For my organization it was like, as soon as the pandemic hit – I mean, my organization deals with language-related issues all around the world, and all of a sudden that became really difficult and prioritized at the same time, because now we’ve got all of this health information that needs to go all around the world, in all of these different languages, people are more at home, so maybe connecting to them digitally is more important than in other venues… I don’t know how those translated across industries, but I’ve definitely heard a lot of people saying “We’re busier than ever.” It could be because they have less people to do the work, but I’m guessing it’s because some of these issues the data science really addresses well are those issues that are related to some of the things going on in the world. So I don’t know, do you hear those sorts of stories at Anaconda about people using Anaconda to really address some of these issues, and actually solving some of these complicated issues that we’ve been faced with uniquely over this past year?

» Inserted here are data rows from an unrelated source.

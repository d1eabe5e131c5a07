//! Selection state holder.

use chrono::{DateTime, Utc};
use cutscene_core::error::DomainError;
use serde::{Deserialize, Serialize};

use super::roster::{self, Character, DEFAULT_BALLOON_TEXT};

/// Store key of the persisted selection.
pub const SELECTION_KEY: &str = "selectedCharacter";

/// Persisted form of a selection.
#[derive(Debug, Clone, PartialEq, Eq, Serialize, Deserialize)]
pub struct SelectionRecord {
    /// Roster index.
    pub index: u8,
    /// When the character was picked.
    pub selected_at: DateTime<Utc>,
}

/// Holds the selected character and the balloon text derived from it.
#[derive(Debug, Clone, PartialEq, Eq)]
pub struct SelectionHolder {
    selected: Option<u8>,
    balloon_text: String,
}

impl SelectionHolder {
    /// Creates a holder with nothing selected.
    #[must_use]
    pub fn new() -> Self {
        Self {
            selected: None,
            balloon_text: DEFAULT_BALLOON_TEXT.to_owned(),
        }
    }

    /// Selects the character at `index` and shows its description.
    ///
    /// # Errors
    ///
    /// Returns `DomainError::Validation` if `index` is outside the roster;
    /// the current selection is left untouched.
    pub fn select(&mut self, index: u8) -> Result<&'static Character, DomainError> {
        let character = roster::character(index).ok_or_else(|| {
            DomainError::Validation(format!(
                "character index {index} is out of range 0..{}",
                roster::ROSTER.len()
            ))
        })?;
        self.selected = Some(index);
        self.balloon_text = character.description.to_owned();
        Ok(character)
    }

    /// Clears the selection and restores the default balloon text.
    pub fn reset(&mut self) {
        self.selected = None;
        self.balloon_text = DEFAULT_BALLOON_TEXT.to_owned();
    }

    /// Roster index of the selection, if any.
    #[must_use]
    pub fn selected_index(&self) -> Option<u8> {
        self.selected
    }

    /// The selected character, if any.
    #[must_use]
    pub fn selected_character(&self) -> Option<&'static Character> {
        self.selected.and_then(roster::character)
    }

    /// Current balloon text.
    #[must_use]
    pub fn balloon_text(&self) -> &str {
        &self.balloon_text
    }
}

impl Default for SelectionHolder {
    fn default() -> Self {
        Self::new()
    }
}

#[cfg(test)]
mod tests {
    use super::*;

    #[test]
    fn test_new_holder_shows_default_text() {
        let holder = SelectionHolder::new();

        assert_eq!(holder.selected_index(), None);
        assert_eq!(holder.balloon_text(), DEFAULT_BALLOON_TEXT);
    }

    #[test]
    fn test_select_derives_balloon_text() {
        // Arrange
        let mut holder = SelectionHolder::new();

        // Act
        let character = holder.select(2).unwrap();

        // Assert
        assert_eq!(character.name, "고딩");
        assert_eq!(holder.selected_index(), Some(2));
        assert_eq!(holder.balloon_text(), "고딩 캐릭터 선택! 실전으로 가보자!");
    }

    #[test]
    fn test_select_then_reset_restores_default() {
        // Arrange
        let mut holder = SelectionHolder::new();
        holder.select(1).unwrap();

        // Act
        holder.reset();

        // Assert
        assert_eq!(holder, SelectionHolder::new());
    }

    #[test]
    fn test_select_out_of_range_is_rejected_and_keeps_selection() {
        // Arrange
        let mut holder = SelectionHolder::new();
        holder.select(0).unwrap();

        // Act
        let result = holder.select(3);

        // Assert
        assert!(matches!(result, Err(DomainError::Validation(_))));
        assert_eq!(holder.selected_index(), Some(0));
        assert_eq!(holder.balloon_text(), "초딩 캐릭터 선택! 기본기를 다져보자!");
    }

    #[test]
    fn test_record_serializes_with_index_and_timestamp() {
        let record = SelectionRecord {
            index: 1,
            selected_at: DateTime::parse_from_rfc3339("2026-01-01T00:00:00Z")
                .unwrap()
                .with_timezone(&Utc),
        };

        let json = serde_json::to_value(&record).unwrap();

        assert_eq!(json["index"], 1);
        assert_eq!(json["selected_at"], "2026-01-01T00:00:00Z");
    }
}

Yeah, I mean it breaks – the way you’ve phrased the question, one could say “Well, some of the complicated issues are specifically medical in nature.” So in the area of genetic research, and pharma, and sciences, and all that, the Python data stack comes with the Python scientific stack, right? So that stuff gets used all over those places. So there’s sites that track the evolution of the genome of SARS Covid-2, and that site uses a number of the open source tools in our toolbox… And there’s just so many epidemiological studies, and all these other things… Those are areas that our stuff gets used in, and we see them mentioned, we see references or shout-outs on Twitter…
But on a broader thing, from an industry perspective, I think you make a good point that some businesses saw an opportunity to shift their business model to accelerate certain things that are digital in nature, digital engagement being one of those areas where it’s like, “Yeah, you’re gonna have to do that or not have any engagement, because everyone’s locked down.”
[20:09] So those areas were areas that then by its very nature of being a digital engagement it creates so much data exhaust. So then of course you wanna analyze that, and of course you wanna use that to feed back into improving the product and increasing engagement. So there was a natural kind of baseline (I would say) tailwind for some of that stuff, but we already used it across a lot of industries. So there’s brick and mortar, or more physical domain businesses where - yeah, their businesses were unfortunately negatively impacted, and there wasn’t budget available, so they had to cut some staff, or…
We did drill in and ask, if the organization decreases investment, in what way did it do so? And half the people said “Well, we just lost some budget”, half the people said “Our team didn’t grow.” 40% of people said “Yeah, we actually laid off some people”, and then about a third said that they had various project timelines put on hold indefinitely, or for some extended period of time.
So that’s kind of the way that that came down. But on the exact flipside, the people whose organizations increased investment, that increased budget, they were actively hiring, they had way more projects, additional projects, and they could buy more tools. So maybe there’s not information there; it’s kind of what you’d expect.
What I’m hearing you describe, if I’m right - it’s kind of innovation being driven by the circumstances of this bizarre last year and a half that we’ve had, where people are recognizing that they are in a constrained environment and they can either rise to it or not. I know it wasn’t a specific question you were asking, but do you think there might have been any of that in the response, like the organizations that are seeing big results from data science in a productive way probably are investing, they’re innovating, they’re saying “If we can’t go to the office, we’re gonna find better ways of doing data, we’re gonna change our workflows, we’re gonna change our pipelines and bring value to our customers in a different way”? Do you think there’s any correlation between that kind of innovation-driven mindset and levels of investment and lack thereof? And you can speculate as well.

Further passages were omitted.